About this task: Within the entries below, count the lines that hold the string "sparse" and give only that number.

Available records:
————

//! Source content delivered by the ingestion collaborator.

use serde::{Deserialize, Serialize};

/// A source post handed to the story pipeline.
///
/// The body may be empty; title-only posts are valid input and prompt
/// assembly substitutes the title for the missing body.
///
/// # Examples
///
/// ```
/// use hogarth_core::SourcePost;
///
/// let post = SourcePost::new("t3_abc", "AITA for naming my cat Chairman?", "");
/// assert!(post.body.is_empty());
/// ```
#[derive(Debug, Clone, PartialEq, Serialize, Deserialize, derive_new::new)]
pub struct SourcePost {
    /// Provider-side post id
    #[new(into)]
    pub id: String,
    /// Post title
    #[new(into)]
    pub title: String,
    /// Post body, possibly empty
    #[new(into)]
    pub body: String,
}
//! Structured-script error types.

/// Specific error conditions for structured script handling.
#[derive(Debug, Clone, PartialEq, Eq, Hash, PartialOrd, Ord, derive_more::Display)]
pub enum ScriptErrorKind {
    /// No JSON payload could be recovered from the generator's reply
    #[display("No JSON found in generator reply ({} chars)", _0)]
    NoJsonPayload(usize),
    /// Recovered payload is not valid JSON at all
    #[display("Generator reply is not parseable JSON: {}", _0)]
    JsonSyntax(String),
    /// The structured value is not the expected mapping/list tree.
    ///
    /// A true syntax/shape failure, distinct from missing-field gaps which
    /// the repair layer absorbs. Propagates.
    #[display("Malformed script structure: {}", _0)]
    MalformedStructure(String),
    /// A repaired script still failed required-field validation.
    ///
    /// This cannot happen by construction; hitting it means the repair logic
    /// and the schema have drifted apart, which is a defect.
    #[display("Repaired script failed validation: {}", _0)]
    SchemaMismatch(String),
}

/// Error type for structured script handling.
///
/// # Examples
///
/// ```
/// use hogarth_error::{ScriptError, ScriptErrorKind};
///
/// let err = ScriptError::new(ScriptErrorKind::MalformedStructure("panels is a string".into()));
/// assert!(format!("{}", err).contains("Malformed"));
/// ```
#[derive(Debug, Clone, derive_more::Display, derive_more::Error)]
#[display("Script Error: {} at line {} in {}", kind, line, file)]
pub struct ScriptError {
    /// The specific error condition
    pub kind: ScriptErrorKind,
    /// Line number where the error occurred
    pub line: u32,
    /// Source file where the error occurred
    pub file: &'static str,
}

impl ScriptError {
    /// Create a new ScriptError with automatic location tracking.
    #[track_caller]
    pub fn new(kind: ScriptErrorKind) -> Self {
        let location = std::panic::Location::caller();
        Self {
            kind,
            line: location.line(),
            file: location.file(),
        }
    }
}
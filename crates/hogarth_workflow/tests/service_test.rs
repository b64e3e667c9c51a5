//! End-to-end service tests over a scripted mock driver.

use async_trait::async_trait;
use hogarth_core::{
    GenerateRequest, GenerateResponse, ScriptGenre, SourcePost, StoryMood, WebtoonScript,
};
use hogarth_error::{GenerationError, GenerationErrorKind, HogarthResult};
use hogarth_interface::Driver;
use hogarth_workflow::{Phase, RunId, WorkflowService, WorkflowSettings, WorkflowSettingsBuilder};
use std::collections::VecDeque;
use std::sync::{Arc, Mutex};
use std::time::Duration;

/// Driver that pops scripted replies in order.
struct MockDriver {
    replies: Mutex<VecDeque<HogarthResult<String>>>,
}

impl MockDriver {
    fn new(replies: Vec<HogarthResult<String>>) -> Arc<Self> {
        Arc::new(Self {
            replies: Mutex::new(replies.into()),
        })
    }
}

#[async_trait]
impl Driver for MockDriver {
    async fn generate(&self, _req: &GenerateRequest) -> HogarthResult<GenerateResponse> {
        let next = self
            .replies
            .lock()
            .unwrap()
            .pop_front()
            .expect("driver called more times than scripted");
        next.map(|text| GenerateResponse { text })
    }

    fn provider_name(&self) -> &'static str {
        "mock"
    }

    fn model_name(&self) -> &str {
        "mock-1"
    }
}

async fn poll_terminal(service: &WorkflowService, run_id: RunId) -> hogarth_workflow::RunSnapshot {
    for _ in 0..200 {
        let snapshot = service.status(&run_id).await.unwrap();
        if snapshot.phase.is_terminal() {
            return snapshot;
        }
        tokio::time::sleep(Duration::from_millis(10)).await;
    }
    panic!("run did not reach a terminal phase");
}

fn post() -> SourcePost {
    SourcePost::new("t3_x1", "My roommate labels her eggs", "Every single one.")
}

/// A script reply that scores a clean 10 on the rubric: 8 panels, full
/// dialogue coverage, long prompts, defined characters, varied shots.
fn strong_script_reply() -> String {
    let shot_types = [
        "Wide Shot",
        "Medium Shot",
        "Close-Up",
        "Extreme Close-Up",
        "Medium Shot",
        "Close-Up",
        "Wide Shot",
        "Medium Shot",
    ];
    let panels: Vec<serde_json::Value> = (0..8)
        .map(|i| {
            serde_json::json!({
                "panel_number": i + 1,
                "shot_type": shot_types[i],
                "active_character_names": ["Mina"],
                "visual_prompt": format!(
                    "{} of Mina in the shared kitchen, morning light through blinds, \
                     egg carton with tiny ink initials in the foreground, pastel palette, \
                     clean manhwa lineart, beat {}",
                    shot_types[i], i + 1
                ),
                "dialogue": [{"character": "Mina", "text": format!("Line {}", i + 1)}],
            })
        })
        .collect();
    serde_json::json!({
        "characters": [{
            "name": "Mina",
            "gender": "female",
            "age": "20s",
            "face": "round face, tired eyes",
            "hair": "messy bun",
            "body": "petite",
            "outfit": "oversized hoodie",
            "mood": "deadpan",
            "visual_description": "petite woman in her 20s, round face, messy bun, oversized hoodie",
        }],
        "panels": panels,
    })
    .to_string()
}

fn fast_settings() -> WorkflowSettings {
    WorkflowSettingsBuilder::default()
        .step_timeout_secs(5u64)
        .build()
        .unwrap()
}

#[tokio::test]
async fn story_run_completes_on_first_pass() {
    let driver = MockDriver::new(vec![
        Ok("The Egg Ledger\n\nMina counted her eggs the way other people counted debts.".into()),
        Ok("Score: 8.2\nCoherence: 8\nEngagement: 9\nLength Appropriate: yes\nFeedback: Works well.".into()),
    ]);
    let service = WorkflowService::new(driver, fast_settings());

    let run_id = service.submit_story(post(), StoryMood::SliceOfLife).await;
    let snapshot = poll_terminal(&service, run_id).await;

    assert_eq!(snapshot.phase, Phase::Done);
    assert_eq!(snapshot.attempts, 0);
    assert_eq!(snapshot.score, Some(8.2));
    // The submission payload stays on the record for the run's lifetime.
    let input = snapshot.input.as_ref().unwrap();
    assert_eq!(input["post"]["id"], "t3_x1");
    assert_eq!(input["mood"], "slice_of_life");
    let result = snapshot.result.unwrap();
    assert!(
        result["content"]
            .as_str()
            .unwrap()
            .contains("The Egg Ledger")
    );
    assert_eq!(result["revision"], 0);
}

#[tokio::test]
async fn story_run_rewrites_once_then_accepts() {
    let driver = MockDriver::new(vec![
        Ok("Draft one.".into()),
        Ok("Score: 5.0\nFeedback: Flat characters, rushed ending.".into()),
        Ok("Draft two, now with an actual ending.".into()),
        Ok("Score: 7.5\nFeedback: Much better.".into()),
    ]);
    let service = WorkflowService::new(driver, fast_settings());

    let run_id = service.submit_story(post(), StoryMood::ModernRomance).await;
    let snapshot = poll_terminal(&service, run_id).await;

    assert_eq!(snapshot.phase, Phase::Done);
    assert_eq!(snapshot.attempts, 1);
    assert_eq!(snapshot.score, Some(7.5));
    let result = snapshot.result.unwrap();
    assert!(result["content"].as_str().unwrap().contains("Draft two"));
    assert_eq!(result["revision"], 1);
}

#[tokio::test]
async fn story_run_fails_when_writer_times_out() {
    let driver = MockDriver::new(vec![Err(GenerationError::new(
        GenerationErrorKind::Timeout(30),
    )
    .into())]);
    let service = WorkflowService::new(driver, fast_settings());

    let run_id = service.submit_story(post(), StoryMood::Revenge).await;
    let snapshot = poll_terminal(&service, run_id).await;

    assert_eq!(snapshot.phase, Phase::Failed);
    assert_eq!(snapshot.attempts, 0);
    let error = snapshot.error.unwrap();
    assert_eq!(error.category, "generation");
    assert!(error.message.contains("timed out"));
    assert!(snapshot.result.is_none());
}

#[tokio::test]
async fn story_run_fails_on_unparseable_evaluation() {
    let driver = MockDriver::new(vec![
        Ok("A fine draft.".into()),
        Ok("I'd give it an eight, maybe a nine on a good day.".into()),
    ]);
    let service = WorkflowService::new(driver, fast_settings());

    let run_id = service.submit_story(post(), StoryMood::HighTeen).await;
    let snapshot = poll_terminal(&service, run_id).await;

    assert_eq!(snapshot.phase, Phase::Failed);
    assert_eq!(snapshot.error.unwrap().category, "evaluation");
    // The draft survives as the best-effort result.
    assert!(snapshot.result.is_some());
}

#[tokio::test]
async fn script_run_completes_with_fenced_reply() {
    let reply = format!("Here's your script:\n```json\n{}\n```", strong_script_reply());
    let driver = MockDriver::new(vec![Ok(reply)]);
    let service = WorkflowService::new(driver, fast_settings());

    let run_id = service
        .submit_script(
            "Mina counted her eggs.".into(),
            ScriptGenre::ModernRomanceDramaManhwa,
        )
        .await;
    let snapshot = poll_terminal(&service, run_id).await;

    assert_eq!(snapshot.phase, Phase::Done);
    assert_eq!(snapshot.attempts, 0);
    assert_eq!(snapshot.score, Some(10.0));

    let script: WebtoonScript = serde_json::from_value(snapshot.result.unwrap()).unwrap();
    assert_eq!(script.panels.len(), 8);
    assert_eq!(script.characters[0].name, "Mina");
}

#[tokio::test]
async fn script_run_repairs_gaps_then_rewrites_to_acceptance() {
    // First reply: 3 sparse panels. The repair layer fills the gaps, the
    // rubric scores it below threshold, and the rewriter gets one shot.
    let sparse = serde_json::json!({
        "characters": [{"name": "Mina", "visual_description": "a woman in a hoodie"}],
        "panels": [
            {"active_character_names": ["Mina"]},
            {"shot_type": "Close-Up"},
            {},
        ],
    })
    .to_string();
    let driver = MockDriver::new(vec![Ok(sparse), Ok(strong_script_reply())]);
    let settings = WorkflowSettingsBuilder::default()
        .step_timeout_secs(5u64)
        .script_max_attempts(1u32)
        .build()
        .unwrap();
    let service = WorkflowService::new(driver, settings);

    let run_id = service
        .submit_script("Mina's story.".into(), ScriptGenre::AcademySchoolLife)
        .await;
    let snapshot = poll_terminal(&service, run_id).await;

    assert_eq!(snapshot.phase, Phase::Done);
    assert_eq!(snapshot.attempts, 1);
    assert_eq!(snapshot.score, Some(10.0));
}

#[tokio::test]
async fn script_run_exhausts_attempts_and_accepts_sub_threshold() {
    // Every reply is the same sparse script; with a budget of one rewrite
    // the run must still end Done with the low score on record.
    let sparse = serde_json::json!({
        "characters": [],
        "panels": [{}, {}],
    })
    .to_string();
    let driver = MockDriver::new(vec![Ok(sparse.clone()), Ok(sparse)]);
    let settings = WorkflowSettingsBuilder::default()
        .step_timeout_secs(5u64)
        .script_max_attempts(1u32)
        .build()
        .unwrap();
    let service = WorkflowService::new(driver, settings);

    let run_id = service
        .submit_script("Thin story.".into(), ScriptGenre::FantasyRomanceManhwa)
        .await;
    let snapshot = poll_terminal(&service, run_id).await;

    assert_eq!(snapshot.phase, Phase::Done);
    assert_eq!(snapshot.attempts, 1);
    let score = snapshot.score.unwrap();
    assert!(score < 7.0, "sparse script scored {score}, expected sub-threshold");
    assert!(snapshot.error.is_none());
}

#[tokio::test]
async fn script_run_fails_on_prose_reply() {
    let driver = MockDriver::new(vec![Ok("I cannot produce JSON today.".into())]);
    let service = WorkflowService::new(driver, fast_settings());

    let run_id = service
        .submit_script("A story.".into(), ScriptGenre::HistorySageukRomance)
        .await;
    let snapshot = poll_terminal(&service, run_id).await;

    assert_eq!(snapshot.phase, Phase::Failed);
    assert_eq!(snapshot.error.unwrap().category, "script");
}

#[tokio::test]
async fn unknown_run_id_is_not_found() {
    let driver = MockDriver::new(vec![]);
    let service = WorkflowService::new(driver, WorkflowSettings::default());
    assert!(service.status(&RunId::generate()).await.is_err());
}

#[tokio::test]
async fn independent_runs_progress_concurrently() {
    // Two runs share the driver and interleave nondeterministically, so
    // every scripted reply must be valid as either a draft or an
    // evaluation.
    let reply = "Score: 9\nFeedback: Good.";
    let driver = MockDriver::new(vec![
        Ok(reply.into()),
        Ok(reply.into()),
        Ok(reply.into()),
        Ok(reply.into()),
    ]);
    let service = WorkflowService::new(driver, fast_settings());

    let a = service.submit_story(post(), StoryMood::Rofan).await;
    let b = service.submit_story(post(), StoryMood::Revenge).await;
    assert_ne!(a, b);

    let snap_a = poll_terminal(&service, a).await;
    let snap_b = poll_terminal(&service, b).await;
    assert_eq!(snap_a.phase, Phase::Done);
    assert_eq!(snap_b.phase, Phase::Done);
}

————

Response: 7